The NSW Government Office of Environment & Heritage introduced an expanded Biodiversity Offsets Scheme in 2017. The framework requires developers to find and purchase biodiversity credits to offset development impacts. These biodiversity credits can be generated by landholders establishing stewardship sites to protect biodiversity on their land in perpetuity. An accessible marketplace to trade these biodiversity credits also opens up the possibility for others to purchase biodiversity credits as an investment.

Biodiversity refers to the amount of diversity between different plants, animals and other species in a given habitat. The NSW Government has recognised the need to protect flora and fauna, and laid the policy groundwork for the scheme to offset impacts on biodiversity from development.

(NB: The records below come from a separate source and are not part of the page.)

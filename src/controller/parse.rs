use crate::error::CoreError;
use scraper::{ElementRef, Html, Selector};

/// Parsed statistics page: the selected tournament/course labels and the
/// primary stats table as a row grid.
#[derive(Clone, Debug, PartialEq, Eq)]
pub struct StatsPage {
    pub tournament: String,
    pub course: String,
    pub rows: Vec<TableRow>,
}

/// One table row with its leading label cell split off. The label is the
/// row's original first cell (hole-index artifact on the header row, category
/// name on data rows); `cells` is the rest of the row in rendered order.
#[derive(Clone, Debug, PartialEq, Eq)]
pub struct TableRow {
    pub label: String,
    pub cells: Vec<String>,
}

const STATS_TABLE_SELECTOR: &str = "table.tablehead";

fn selector(css: &str) -> Result<Selector, CoreError> {
    Selector::parse(css).map_err(|e| CoreError::Parse(format!("bad selector {css}: {e}")))
}

fn cell_text(cell: ElementRef<'_>) -> String {
    cell.text().collect::<String>().trim().to_string()
}

fn selected_option(doc: &Html, select_name: &str) -> Result<String, CoreError> {
    let sel = selector(&format!(
        "select[name=\"{select_name}\"] option[selected]"
    ))?;
    // Missing selection renders as an empty label, same as the source page
    // when no tournament is in progress.
    Ok(doc.select(&sel).next().map(cell_text).unwrap_or_default())
}

/// Pure transform from raw HTML to a row grid. Fails if the marker table is
/// absent or has no data rows under its header.
pub fn parse_stats_page(html: &str) -> Result<StatsPage, CoreError> {
    let doc = Html::parse_document(html);

    let tournament = selected_option(&doc, "tournaments")?;
    let course = selected_option(&doc, "course")?;

    let table_sel = selector(STATS_TABLE_SELECTOR)?;
    let table = doc
        .select(&table_sel)
        .next()
        .ok_or_else(|| CoreError::Parse(format!("no {STATS_TABLE_SELECTOR} table in page")))?;

    let row_sel = selector("tr")?;
    let cell_sel = selector("td, th")?;

    let mut rows = Vec::new();
    for tr in table.select(&row_sel) {
        let mut cells = tr.select(&cell_sel).map(cell_text);
        let Some(label) = cells.next() else {
            continue;
        };
        rows.push(TableRow {
            label,
            cells: cells.collect(),
        });
    }

    if rows.len() < 2 {
        return Err(CoreError::Parse(format!(
            "stats table has {} rows, need a header and at least one data row",
            rows.len()
        )));
    }

    Ok(StatsPage {
        tournament,
        course,
        rows,
    })
}
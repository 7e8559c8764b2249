use crate::model::{HoleEvents, HoleRecord, ShotCategory, ShotCounts};
use crate::storage::StreamKeyResolver;
use tracing::warn;

fn slug(value: &str) -> String {
    value.replace(' ', "-").to_lowercase()
}

/// Human-readable substream identifier carried alongside the opaque write
/// key, e.g. `golf-hole-by-hole-the-masters-augusta-national-12.json`.
#[must_use]
pub fn stream_name(tournament: &str, course: &str, hole: u32) -> String {
    format!(
        "golf-hole-by-hole-{}-{}-{}.json",
        slug(tournament),
        slug(course),
        hole
    )
}

/// Expands one hole's count movement into ordered weight values. Only shots
/// moving out of a category (previous > current) emit events; increases are
/// dropped, carried over from the source feed's behavior.
#[must_use]
pub fn hole_event_values(previous: &ShotCounts, current: &ShotCounts) -> Vec<i32> {
    let mut values = Vec::new();
    for category in ShotCategory::ALL {
        let delta = i64::from(previous.get(category)) - i64::from(current.get(category));
        for _ in 0..delta.max(0) {
            values.push(category.weight());
        }
    }
    values
}

/// Diffs the current record set against the prior snapshot, producing one
/// event batch per hole that both moved and has a configured destination.
/// Per-hole misses are reported and skipped, never fatal.
pub fn diff_snapshots(
    current: &[HoleRecord],
    previous: &[HoleRecord],
    keys: &dyn StreamKeyResolver,
) -> Vec<HoleEvents> {
    let mut batches = Vec::new();

    for record in current {
        let Some(prior) = previous.iter().find(|p| p.same_identity(record)) else {
            warn!(
                tournament = %record.tournament,
                course = %record.course,
                hole = record.hole,
                "no prior record for hole, skipping"
            );
            continue;
        };

        let values = hole_event_values(&prior.shots, &record.shots);
        if values.is_empty() {
            continue;
        }

        let Some(write_key) = keys.lookup(&record.tournament, &record.course, record.hole) else {
            warn!(
                tournament = %record.tournament,
                course = %record.course,
                hole = record.hole,
                "no write key configured for hole, skipping dispatch"
            );
            continue;
        };

        batches.push(HoleEvents {
            tournament: record.tournament.clone(),
            course: record.course.clone(),
            hole: record.hole,
            stream_name: stream_name(&record.tournament, &record.course, record.hole),
            write_key,
            values,
        });
    }

    batches
}
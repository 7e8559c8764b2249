use crate::model::HoleRecord;
use async_trait::async_trait;
use std::error::Error;
use std::fmt;

pub mod file;
pub mod keys;

#[derive(Debug, Clone)]
pub struct StoreError {
    message: String,
}

impl StoreError {
    #[must_use]
    pub fn new(message: impl Into<String>) -> Self {
        Self {
            message: message.into(),
        }
    }
}

impl fmt::Display for StoreError {
    fn fmt(&self, f: &mut fmt::Formatter<'_>) -> fmt::Result {
        write!(f, "{}", self.message)
    }
}

impl Error for StoreError {}

impl From<String> for StoreError {
    fn from(value: String) -> Self {
        Self::new(value)
    }
}

impl From<&str> for StoreError {
    fn from(value: &str) -> Self {
        Self::new(value)
    }
}

#[derive(Debug, Clone)]
pub struct PublishError {
    message: String,
}

impl PublishError {
    #[must_use]
    pub fn new(message: impl Into<String>) -> Self {
        Self {
            message: message.into(),
        }
    }
}

impl fmt::Display for PublishError {
    fn fmt(&self, f: &mut fmt::Formatter<'_>) -> fmt::Result {
        write!(f, "{}", self.message)
    }
}

impl Error for PublishError {}

/// Retrieves the raw statistics page. Fetch failure aborts the run.
#[async_trait]
pub trait PageSource: Send + Sync {
    async fn fetch(&self) -> Result<String, crate::error::CoreError>;
}

/// Persists the hole-by-hole snapshot under one well-known key. `get` and
/// `put` target the same blob, so a run loads the previous snapshot before
/// persisting the current one.
#[async_trait]
pub trait SnapshotStore: Send + Sync {
    async fn get(&self) -> Result<Option<Vec<HoleRecord>>, StoreError>;
    async fn put(&self, holes: &[HoleRecord]) -> Result<(), StoreError>;
}

/// Static mapping from a hole's identity to its destination write key.
pub trait StreamKeyResolver: Send + Sync {
    fn lookup(&self, tournament: &str, course: &str, hole: u32) -> Option<String>;
}

/// Sends one scalar value to a named stream. Calls are independent; a failed
/// publish must not block sibling publishes.
#[async_trait]
pub trait EventPublisher: Send + Sync {
    async fn publish(
        &self,
        write_key: &str,
        stream_name: &str,
        value: i32,
    ) -> Result<(), PublishError>;
}
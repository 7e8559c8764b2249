use golf_hole_stream::args;
use golf_hole_stream::client::espn::EspnPageSource;
use golf_hole_stream::client::micro::MicroStreamPublisher;
use golf_hole_stream::controller::pipeline::Pipeline;
use golf_hole_stream::storage::file::FileSnapshotStore;
use golf_hole_stream::storage::keys::WriteKeyTable;
use std::sync::Arc;
use tracing::warn;
use tracing_subscriber::EnvFilter;

#[tokio::main]
async fn main() -> Result<(), Box<dyn std::error::Error>> {
    tracing_subscriber::fmt()
        .with_env_filter(EnvFilter::try_from_default_env().unwrap_or_else(|_| "info".into()))
        .init();

    let args = args::args_checks();

    let keys = match &args.write_keys {
        Some(path) => WriteKeyTable::load(path).await?,
        None => {
            warn!("no write-keys file configured, every hole will skip dispatch");
            WriteKeyTable::default()
        }
    };

    let pipeline = Pipeline::new(
        Arc::new(EspnPageSource::new(args.stats_url)),
        Arc::new(FileSnapshotStore::new(args.snapshot_path)),
        Arc::new(keys),
        Arc::new(MicroStreamPublisher::new(args.api_url)),
    );

    pipeline.run().await?;
    Ok(())
}
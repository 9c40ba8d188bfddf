//! Turn raw model output into integer scores.
#![forbid(unsafe_code)]

use prefscore_core::{MAX_SCORE, MIN_SCORE};

use crate::{FeatureMatrix, RidgeModel, ScoringError};

/// Score every row of `features` with `model`.
///
/// The result has one entry per row, in row order.
///
/// # Errors
/// Returns [`ScoringError::DimensionMismatch`] when the matrix was not built
/// over the model's vocabulary.
pub fn predict(model: &RidgeModel, features: &FeatureMatrix) -> Result<Vec<u8>, ScoringError> {
    if features.n_columns() != model.dimension() {
        return Err(ScoringError::DimensionMismatch {
            expected: model.dimension(),
            found: features.n_columns(),
        });
    }
    Ok(features
        .rows()
        .map(|row| round_score(model.predict_raw(row)))
        .collect())
}

/// Clip a raw prediction to `0..=100` and round half to even.
///
/// Non-finite values score zero.
///
/// # Examples
///
/// ```
/// use prefscore_scorer::round_score;
///
/// assert_eq!(round_score(94.6), 95);
/// assert_eq!(round_score(2.5), 2);
/// assert_eq!(round_score(3.5), 4);
/// assert_eq!(round_score(-7.0), 0);
/// assert_eq!(round_score(f64::NAN), 0);
/// ```
#[must_use]
#[expect(
    clippy::cast_possible_truncation,
    clippy::cast_sign_loss,
    reason = "the value is clipped to 0..=100 and rounded before the cast"
)]
pub fn round_score(raw: f64) -> u8 {
    if !raw.is_finite() {
        return 0;
    }
    raw.clamp(MIN_SCORE, MAX_SCORE).round_ties_even() as u8
}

Currently, there is no transparent marketplace for developers and landholders to trade biodiversity credits, but the prototype digital marketplace for trading ‘BioTokens’ provides a platform that is transparent, easy-to-use and easy-to-access.

BDS Managing Director, Rod Barnaby says his team and CBA collaborated to create a prototype that could bring numberous benefits to regional NSW. “We worked closely with a number of key stakeholders in bringing this concept together and BDS is now looking for potential partners to take this opportunity forward to commercialise our platform for the benefit of stakeholders throughout NSW”.

There may also be future possibilities to apply the tokenised digital asset concept to other government-created rights to deliver more efficient digital distribution of scarce resources, while enabling governments to control and manage the schemes with real-time data.

Blockchain-powered solutions

“Our vision is that by digitising biodiversity credits and building a marketplace where they can be bought and sold, we can invest in and protect our natural environments,” Ms Gilder said.

“Creating a transparent, accessible, secure and liquid market place for the creation and trading of biocredits, aligns with our strategic focus on sustainability, support for regional economies and exploration of emerging technologies to deliver tangible benefits to our customers. We see future possibilities to extend this concept to the management and allocation of other scarce resources, such as intellectual property or water rights,” she added.